A couple of years before Ingleby would not have known how to meet the coalition; it is possible, even, that he would have given up his ticket, and improbable that he would have received the pound that Griffin offered. By this time he had learnt that no answer at all was better than the softest; that when Griffin and Douglas started that sort of game the best thing was to keep his temper and clear out as quickly as possible. On this occasion the chapel bell saved him. All through the service that evening he was pondering on Griffin’s words, trying, rather obstinately, to convince himself that they weren’t true; that he wasn’t the skunk they had agreed to call him; that he was sufficiently gentle in birth to have an interest in what the newspapers called “the sport of kings,” that, at a pinch, he might summon up sufficient “guts” to emulate the boldness of such a daring customer as Griffin. Perhaps it was all too horribly true. . . .
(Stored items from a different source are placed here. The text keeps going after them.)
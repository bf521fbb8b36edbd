//! Metrics aggregator — rolling per-deployment windows of replica load.
//!
//! Replicas push their in-flight request count periodically. The aggregator
//! keeps a short history per replica and answers "what is the average load
//! per reporting replica over the last N seconds".

use std::collections::{HashMap, VecDeque};
use std::sync::Arc;

use tokio::sync::RwLock;
use tracing::{debug, trace};

use steward_state::{DeploymentId, ReplicaId, Timestamp};

#[derive(Debug, Clone, PartialEq, thiserror::Error)]
pub enum MetricsError {
    #[error("in-flight count must be finite, got {0}")]
    NonFinite(f64),
    #[error("in-flight count must be non-negative, got {0}")]
    Negative(f64),
    #[error("sample timestamp must be finite, got {0}")]
    BadTimestamp(f64),
}

pub type MetricsResult<T> = Result<T, MetricsError>;

#[derive(Debug, Clone, Copy, PartialEq)]
struct Sample {
    in_flight: f64,
    timestamp: Timestamp,
}

/// Samples per replica, oldest first.
#[derive(Default)]
struct DeploymentWindow {
    replicas: HashMap<ReplicaId, VecDeque<Sample>>,
}

impl DeploymentWindow {
    fn prune(&mut self, horizon: Timestamp) {
        self.replicas.retain(|_, samples| {
            while samples.front().is_some_and(|s| s.timestamp < horizon) {
                samples.pop_front();
            }
            !samples.is_empty()
        });
    }
}

/// Load summary of one deployment over a window.
#[derive(Debug, Clone, Copy, PartialEq)]
pub struct DeploymentLoad {
    /// Mean of each reporting replica's latest in-window sample.
    pub average_in_flight: Option<f64>,
    pub reporting_replicas: usize,
}

/// Aggregates replica load samples. Cheap to clone; clones share state.
#[derive(Clone)]
pub struct MetricsAggregator {
    windows: Arc<RwLock<HashMap<DeploymentId, DeploymentWindow>>>,
    /// Samples older than this (seconds) are discarded.
    retention_s: f64,
}

impl MetricsAggregator {
    pub fn new(retention_s: f64) -> Self {
        Self {
            windows: Arc::new(RwLock::new(HashMap::new())),
            retention_s,
        }
    }

    /// Record one sample.
    ///
    /// A sample older than the replica's latest one is ignored; one with the
    /// same timestamp replaces it.
    pub async fn record(
        &self,
        deployment: &DeploymentId,
        replica: &str,
        in_flight: f64,
        timestamp: Timestamp,
    ) -> MetricsResult<()> {
        if !in_flight.is_finite() {
            return Err(MetricsError::NonFinite(in_flight));
        }
        if in_flight < 0.0 {
            return Err(MetricsError::Negative(in_flight));
        }
        if !timestamp.is_finite() {
            return Err(MetricsError::BadTimestamp(timestamp));
        }

        let mut windows = self.windows.write().await;
        let window = windows.entry(deployment.clone()).or_default();
        let samples = window.replicas.entry(replica.to_string()).or_default();

        match samples.back_mut() {
            Some(last) if timestamp < last.timestamp => {
                debug!(
                    deployment = %deployment,
                    %replica,
                    timestamp,
                    latest = last.timestamp,
                    "ignoring out-of-order sample"
                );
                return Ok(());
            }
            Some(last) if timestamp == last.timestamp => last.in_flight = in_flight,
            _ => samples.push_back(Sample {
                in_flight,
                timestamp,
            }),
        }

        let horizon = timestamp - self.retention_s;
        while samples.front().is_some_and(|s| s.timestamp < horizon) {
            samples.pop_front();
        }
        trace!(deployment = %deployment, %replica, in_flight, "sample recorded");
        Ok(())
    }

    /// Average in-flight requests per reporting replica over the last
    /// `window_s` seconds, or `None` when no replica reported.
    pub async fn rolling_average(
        &self,
        deployment: &DeploymentId,
        window_s: f64,
        now: Timestamp,
    ) -> Option<f64> {
        self.load(deployment, window_s, now).await.average_in_flight
    }

    pub async fn load(
        &self,
        deployment: &DeploymentId,
        window_s: f64,
        now: Timestamp,
    ) -> DeploymentLoad {
        let windows = self.windows.read().await;
        let horizon = now - window_s;

        let latest: Vec<f64> = windows
            .get(deployment)
            .map(|window| {
                window
                    .replicas
                    .values()
                    .filter_map(|samples| samples.back())
                    .filter(|sample| sample.timestamp >= horizon)
                    .map(|sample| sample.in_flight)
                    .collect()
            })
            .unwrap_or_default();

        let average_in_flight =
            (!latest.is_empty()).then(|| latest.iter().sum::<f64>() / latest.len() as f64);
        DeploymentLoad {
            average_in_flight,
            reporting_replicas: latest.len(),
        }
    }

    /// Forget a stopped replica.
    pub async fn remove_replica(&self, deployment: &DeploymentId, replica: &str) {
        let mut windows = self.windows.write().await;
        if let Some(window) = windows.get_mut(deployment) {
            window.replicas.remove(replica);
        }
    }

    pub async fn remove_deployment(&self, deployment: &DeploymentId) {
        self.windows.write().await.remove(deployment);
        debug!(deployment = %deployment, "metrics window removed");
    }

    /// Drop every sample older than the retention period relative to `now`.
    pub async fn prune(&self, now: Timestamp) {
        let horizon = now - self.retention_s;
        let mut windows = self.windows.write().await;
        for window in windows.values_mut() {
            window.prune(horizon);
        }
    }

    /// Deployments with at least one retained sample.
    pub async fn deployments(&self) -> Vec<DeploymentId> {
        let windows = self.windows.read().await;
        let mut ids: Vec<DeploymentId> = windows
            .iter()
            .filter(|(_, window)| !window.replicas.is_empty())
            .map(|(id, _)| id.clone())
            .collect();
        ids.sort();
        ids
    }
}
He couldn’t accept it. It was inconceivable that all the attributes of knightly courage should be vested in people like Griffin; and yet he couldn’t be certain that he wasn’t deceiving himself. It was so easy to imagine oneself brave . . . the easiest thing in the world. “That’s the worst of me,” he said to himself, “I can imagine anything. I could imagine myself hiring a coach and wearing a white top-hat and asking old fat Leeming to come to the Birches with me on Friday. I’m all imagination and silly rot of that kind; but when it comes to the point I’m no damned good at all.”

It wasn’t the first time that he had realised defects of this kind. Term after term he had been reproaching himself for the lack of moral or physical courage.

There was only one way out of it: to prove that he was capable of the things which he feared by doing them. In this way he had driven himself to batter his hands to pulp by playing fives without gloves; for this he had taken a dive into the deep end of the swimming-bath for the sole reason that he found it impossible to float in the shallow water and had determined to swim; for this he had forced himself to spend long hours, or to waste long hours, over Geometry, the subject that he hated most. Now, in the same way, and wholly for his own satisfaction, he determined to go to the Birches.

That night, walking up and down the Quad, he opened the subject to Widdup. He said,—

“Do you know I drew Airs and Graces in the house sweep? Griffin offered me a quid for the ticket.”

“I should jolly well let him have it,” said Widdup, explaining the mathematical side of the question. “You see, you’ve won a twenty to one chance already. The chances against the horse winning are . . . well you can work it out easily. I’ll do it for you in second prep. Besides, old Griff has a lot of money on the horse and he’s going to see the race run.”

“Well, so am I,” said Ingleby. Widdup laughed, and that annoyed him.

“What do you think of it?”

“I think you’re a damned fool,” said Widdup.